In all cases, it is important to be aware of and comply with the website’s terms of service and privacy policy before scraping any data.
Analysis vs reporting in data science
Analysis and reporting are two different stages in the data science process, each with its own distinct purpose and focus.
Analysis: Data analysis is the process of examining, cleaning, transforming, and modelling data to extract insights and knowledge. This stage typically includes tasks such as data
exploration, visualization, and statistical modelling. The goal of data analysis is to discover patterns, trends, and relationships in the data, and to use this information to make predictions
or inform business decisions.
Reporting: Data reporting is the process of communicating the results of the analysis to stakeholders and decision-makers. This stage typically includes tasks such as summarizing the findings, creating visualizations, and preparing presentations or reports. The goal of data reporting is to make the insights and findings from the analysis accessible and understandable to non-technical audiences, and to use this information to drive action. In summary, analysis is focused on finding insights from data and reporting is focused on
communicating those insights to others. While both are important steps in the data science process, the skills, tools, and techniques used in each stage are quite different.

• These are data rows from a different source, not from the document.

use std::thread;

use crossbeam_channel::{unbounded, Receiver};
use tiny_http::{Header, Response, Server};

use reels_tui::api::{Client, ClientConfig};
use reels_tui::auth::{Session, SessionCookie, SESSION_COOKIE};
use reels_tui::error::FeedError;

#[derive(Debug)]
struct Seen {
    method: String,
    url: String,
    cookie: Option<String>,
}

/// Answers each request with the next canned (status, body) pair.
fn serve(replies: Vec<(u16, &'static str)>) -> (String, Receiver<Seen>) {
    let server = Server::http("127.0.0.1:0").unwrap();
    let addr = server.server_addr().to_ip().unwrap();
    let (tx, rx) = unbounded();
    thread::spawn(move || {
        for (status, body) in replies {
            let Ok(request) = server.recv() else {
                return;
            };
            let cookie = request
                .headers()
                .iter()
                .find(|header| header.field.equiv("Cookie"))
                .map(|header| header.value.as_str().to_string());
            let _ = tx.send(Seen {
                method: request.method().to_string(),
                url: request.url().to_string(),
                cookie,
            });
            let json = Header::from_bytes(&b"Content-Type"[..], &b"application/json"[..]).unwrap();
            let _ = request.respond(
                Response::from_string(body)
                    .with_status_code(status)
                    .with_header(json),
            );
        }
    });
    (format!("http://{addr}"), rx)
}

fn client(base: &str) -> Client {
    Client::new(ClientConfig {
        base_url: base.to_string(),
        user_agent: "reels-tui-test".into(),
        ..ClientConfig::default()
    })
    .unwrap()
}

fn session() -> Session {
    Session {
        user_id: "u1".into(),
        email: "sam@example.com".into(),
        cookie: SessionCookie {
            name: SESSION_COOKIE.into(),
            value: "tok123".into(),
        },
        expires_at: chrono::Utc::now() + chrono::Duration::days(1),
    }
}

#[test]
fn loads_a_page_with_pagination() {
    let (base, seen) = serve(vec![(
        200,
        r#"{"videos":[{"_id":"v1","title":"First","videoUrl":"https://cdn.test/v1.mp4","likes":3}],
            "pagination":{"total":11,"limit":10,"offset":10,"hasMore":false}}"#,
    )]);
    let page = client(&base).videos(10, 10).unwrap();
    assert_eq!(page.videos.len(), 1);
    assert_eq!(page.videos[0].likes, 3);
    assert!(!page.has_more());

    let request = seen.recv().unwrap();
    assert_eq!(request.method, "GET");
    assert_eq!(request.url, "/api/videos?limit=10&offset=10");
    assert_eq!(request.cookie, None);
}

#[test]
fn error_bodies_map_to_feed_errors() {
    let (base, _seen) = serve(vec![
        (404, r#"{"error":"Video not found"}"#),
        (401, r#"{"error":"Unauthorized"}"#),
    ]);
    let api = client(&base);

    let err = api.comments("missing").unwrap_err();
    assert_eq!(
        FeedError::from_api(&err),
        FeedError::NotFound("Video not found".into())
    );

    let err = api.toggle_like(&session(), "v1").unwrap_err();
    assert_eq!(FeedError::from_api(&err), FeedError::Unauthorized);
}

#[test]
fn toggle_like_sends_session_cookie() {
    let (base, seen) = serve(vec![(200, r#"{"liked":true,"likes":8}"#)]);
    let toggle = client(&base).toggle_like(&session(), "v1").unwrap();
    assert!(toggle.liked);
    assert_eq!(toggle.likes, 8);

    let request = seen.recv().unwrap();
    assert_eq!(request.method, "POST");
    assert_eq!(request.url, "/api/videos/v1/like");
    assert_eq!(
        request.cookie.as_deref(),
        Some(format!("{SESSION_COOKIE}=tok123").as_str())
    );
}

#[test]
fn posted_comment_carries_text() {
    let (base, seen) = serve(vec![(
        201,
        r#"{"_id":"c1","text":"nice","userId":{"_id":"u1","email":"sam@example.com"}}"#,
    )]);
    let comment = client(&base)
        .post_comment(&session(), "v1", "nice")
        .unwrap();
    assert_eq!(comment.text, "nice");
    assert_eq!(seen.recv().unwrap().url, "/api/videos/v1/comments");
}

Differences between analysis and reporting in terms of purpose, approach, and outcome - Data science
Purpose: The main purpose of data analysis is to extract insights and knowledge from data, while the main purpose of reporting is to communicate those insights to a specific audience in a clear and concise manner. Approach: Data analysis typically involves a more in-depth and iterative process, including tasks such as data cleaning, feature engineering, and model selection. Reporting, on the other hand, focuses on presenting the findings of the analysis in a clear and understandable format, such as through charts, tables, and narratives. Outcome: The outcome of data analysis is typically a set of insights, findings, and recommendations that inform decision-making. The outcome of reporting is typically a document, presentation, or other deliverable that communicates those insights to a specific audience, such as management or stakeholders. Data Analysis typically aims to extract insights from the data and knowledge from it, the main goal is to understand the data, identify patterns, and make predictions. Reporting on the other hand, is about communicating the insights and information to specific audiences, it aims to be clear and concise, using charts, tables and narratives. In terms of approach, data analysis requires more exploration and experimentation, it involves tasks like data cleaning, feature engineering, model selection, and hypothesis testing. Reporting, in contrast, is more focused on presenting the findings of the analysis in an easy-tounderstand format. The outcome of data analysis is typically a set of insights, findings and recommendations that can inform decision-making. The outcome of reporting is a document, presentation or other deliverable that communicates the insights and information to specific audiences such as management or stakeholders.